We find that exposure to foreign shocks through global value chains has a negative and significant effect on employment and output. Similarly, industries with a higher physical proximity index have a negative and significant effect on employment and output growth. Both measures jointly account for more than 70 percent of the variation in employment growth and output growth, respectively. Moreover, we find that the negative relation between exposure to foreign shocks via global value chains and output growth is larger than the negative relationship between that and employment growth; the reverse is the case for our domestic exposure index.

To quantify the role of global value chains on economic activity, we investigate how much changes in the structure of global value chains could reduce the exposure of the U.S. economy to foreign shocks. We consider three alternative global value chains motivated by ongoing discussions in policy and academic circles. First, we examine the potential of increased diversification as a means to reduce exposure to foreign shocks. We evaluate the impact of perfectly diversifying global value chains across all trade partners. Second, we consider the impact of restricting diversification only across countries that have revealed comparative advantage in the given industry. Finally, we consider the impact of renationalizing global value chains away from China.

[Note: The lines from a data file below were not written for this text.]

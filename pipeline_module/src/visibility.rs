use uuid::Uuid;

use extraction_module::mentions::{extract_mentions, Mention};
use extraction_module::relationship::Relationship;

use crate::channel::InboundMessage;
use crate::org_store::{Member, OrgStore, OrgStoreError, Organization};
use crate::roster::RosterResolver;

/// Which members may see a task.
#[derive(Debug, Clone, Copy, PartialEq, Eq)]
pub enum Visibility {
    Private,
    Assigned,
    Shared,
    Team,
}

impl Visibility {
    pub fn as_str(&self) -> &'static str {
        match self {
            Visibility::Private => "private",
            Visibility::Assigned => "assigned",
            Visibility::Shared => "shared",
            Visibility::Team => "team",
        }
    }
}

impl std::str::FromStr for Visibility {
    type Err = String;

    fn from_str(value: &str) -> Result<Self, Self::Err> {
        match value.trim().to_ascii_lowercase().as_str() {
            "private" => Ok(Visibility::Private),
            "assigned" => Ok(Visibility::Assigned),
            "shared" => Ok(Visibility::Shared),
            "team" => Ok(Visibility::Team),
            other => Err(format!("unknown visibility: {}", other)),
        }
    }
}

/// The resolved audience for every task extracted from one message.
/// Computed once per message and applied to the whole batch.
#[derive(Debug, Clone)]
pub struct VisibilityDecision {
    pub visibility: Visibility,
    pub assigned_to: Option<Uuid>,
    pub shared_with: Vec<Uuid>,
    /// Mentions that matched no roster member; recorded, never blocking.
    pub unresolved_mentions: Vec<String>,
}

impl VisibilityDecision {
    fn team(unresolved_mentions: Vec<String>) -> Self {
        Self {
            visibility: Visibility::Team,
            assigned_to: None,
            shared_with: Vec::new(),
            unresolved_mentions,
        }
    }
}

/// Decide visibility, owner and sharer set for one inbound message.
///
/// Total over every input: any roster size (including a lone creator or an
/// unknown sender) and any mention count yields exactly one visibility class,
/// and `assigned` always carries a non-null owner. The advisory relationship
/// classification is input, not authority: roster size can override it.
pub fn resolve_visibility(
    store: &OrgStore,
    organization: &Organization,
    creator: Option<&Member>,
    message: &InboundMessage,
    relationship: &Relationship,
    excluded_domains: &[String],
) -> Result<VisibilityDecision, OrgStoreError> {
    // 1. Explicit subject markers short-circuit everything else.
    let subject = message.subject.as_deref().unwrap_or("");
    let subject_lower = subject.to_ascii_lowercase();
    if subject_lower.contains("[team]") || subject_lower.contains("[all]") {
        return Ok(VisibilityDecision::team(Vec::new()));
    }
    if subject_lower.contains("[private]") {
        return Ok(VisibilityDecision {
            visibility: Visibility::Private,
            assigned_to: creator.map(|member| member.id),
            shared_with: Vec::new(),
            unresolved_mentions: Vec::new(),
        });
    }

    let creator_id = creator.map(|member| member.id);
    let other_count = store.other_member_count(organization.id, creator_id)?;
    let mentions = extract_mentions(subject, message.body_text(), excluded_domains);

    // 2. Advisory handoff: resolve against roster size first.
    if relationship.task_type.is_handoff() {
        return match other_count {
            1 => auto_assign_sole_other(store, organization, creator),
            0 => Ok(resolve_from_mentions(store, organization, creator, &mentions)?.decision),
            _ => {
                let resolved = resolve_from_mentions(store, organization, creator, &mentions)?;
                if resolved.assignee_from_mention {
                    Ok(resolved.decision)
                } else {
                    // More than one candidate and nobody named: the whole
                    // organization sees it and can self-claim.
                    Ok(VisibilityDecision::team(resolved.decision.unresolved_mentions))
                }
            }
        };
    }

    // 3. No handoff signal: mentions drive the outcome.
    if mentions.is_empty() {
        if other_count == 1 {
            return auto_assign_sole_other(store, organization, creator);
        }
        return Ok(VisibilityDecision::team(Vec::new()));
    }

    // 4. Mentions present.
    Ok(resolve_from_mentions(store, organization, creator, &mentions)?.decision)
}

fn auto_assign_sole_other(
    store: &OrgStore,
    organization: &Organization,
    creator: Option<&Member>,
) -> Result<VisibilityDecision, OrgStoreError> {
    let creator_id = creator.map(|member| member.id);
    let Some(other) = store.sole_other_member(organization.id, creator_id)? else {
        return Ok(VisibilityDecision::team(Vec::new()));
    };
    Ok(VisibilityDecision {
        visibility: Visibility::Assigned,
        assigned_to: Some(other.id),
        shared_with: creator_id.into_iter().collect(),
        unresolved_mentions: Vec::new(),
    })
}

struct MentionResolution {
    decision: VisibilityDecision,
    /// True when the primary assignee came from a resolved mention rather
    /// than the creator fallback.
    assignee_from_mention: bool,
}

fn resolve_from_mentions(
    store: &OrgStore,
    organization: &Organization,
    creator: Option<&Member>,
    mentions: &[Mention],
) -> Result<MentionResolution, OrgStoreError> {
    let creator_id = creator.map(|member| member.id);
    let resolver = RosterResolver::new(store);

    let mut resolved_ids: Vec<Uuid> = Vec::new();
    let mut unresolved: Vec<String> = Vec::new();
    let mut primary: Option<Uuid> = None;
    for (index, mention) in mentions.iter().enumerate() {
        match resolver.resolve(organization.id, &mention.raw)? {
            Some(member) => {
                if index == 0 {
                    primary = Some(member.member_id);
                }
                if !resolved_ids.contains(&member.member_id) {
                    resolved_ids.push(member.member_id);
                }
            }
            None => unresolved.push(mention.raw.clone()),
        }
    }

    // The mention list orders assignment phrases first, so the first entry
    // is the strongest assignee candidate. An unresolved assignee falls
    // back to the creator; with no creator either, the task goes to the
    // whole team rather than to a null owner.
    let (assigned_to, assignee_from_mention) = match (primary, creator_id) {
        (Some(member_id), _) => (member_id, true),
        (None, Some(creator_id)) => (creator_id, false),
        (None, None) => {
            return Ok(MentionResolution {
                decision: VisibilityDecision::team(unresolved),
                assignee_from_mention: false,
            })
        }
    };

    let mut shared_with: Vec<Uuid> = resolved_ids
        .into_iter()
        .filter(|id| *id != assigned_to)
        .collect();
    if let Some(creator_id) = creator_id {
        if creator_id != assigned_to && !shared_with.contains(&creator_id) {
            shared_with.push(creator_id);
        }
    }

    let visibility = if shared_with.iter().any(|id| Some(*id) != creator_id) {
        Visibility::Shared
    } else {
        Visibility::Assigned
    };

    Ok(MentionResolution {
        decision: VisibilityDecision {
            visibility,
            assigned_to: Some(assigned_to),
            shared_with,
            unresolved_mentions: unresolved,
        },
        assignee_from_mention,
    })
}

Our findings indicate that the impact of global value chains on manufacturing employment and output during the initial period of the COVID-19 pandemic is not likely to have significantly depended on the pattern of global value chains across countries. On the one hand, regardless of the extent of diversification, most countries were subject to containment policies that affected economic activity. Thus, the global nature of the shock implies that diversification across countries would not have been an effective strategy to hedge against such risk. On the other hand, we find that even if industries would have renationalized to shield against foreign exposure to the virus, industries would have still remained exposed to the domestic impact of containment policies. Thus, these policies mitigate most of the possible gains from producing inputs domestically. These findings are consistent with those of Bonadio et al. (2020), who observe that renationalization would have only slightly changed the output loss from 29.6 percent to 30.2 percent.

Our article complements recent work that exposes the vulnerabilities of global value chains to a global pandemic like the COVID-19 pandemic. Javorcik (2020) argues that changes in trade policy and the COVID-19 pandemic have lead to a rethinking of global value chains, with some governments pushing for reshoring of foreign production. Miroudot (2020) emphasizes that renationalization of global value chains may go against the benefits of outsourcing production based on comparative advantage. Similarly, Goldberg (2020) emphasizes the advantages of having more diversified global value chains.

Bonadio et al. (2020) study the cross-country impact of global value chains during COVID-19 though the lens of a quantitative model of international trade and input-output linkages. Çakmaklı et al. (2021) evaluate the costs of the COVID-19 pandemic on global output, combining a SIR (susceptible, infected, and recovered) epidemiological model with an input-output production structure and endogenous lockdowns. Their analysis implies large losses in global output, with half of these losses accounted for by advanced economies. They find that input-output linkages amplify the losses across sectors. Méjean, Martinez, and Gerschel (2020) focus on COVID-19's impact on Europe, calculating the effect that a productivity drop in China has on European gross domestic product (GDP) growth and the role of Europe's integration with China through global value chains. In contrast to these studies, in this article we study the role of global value chains in the transmission of foreign shocks to the U.S. economy during the initial period of the COVID-19 pandemic.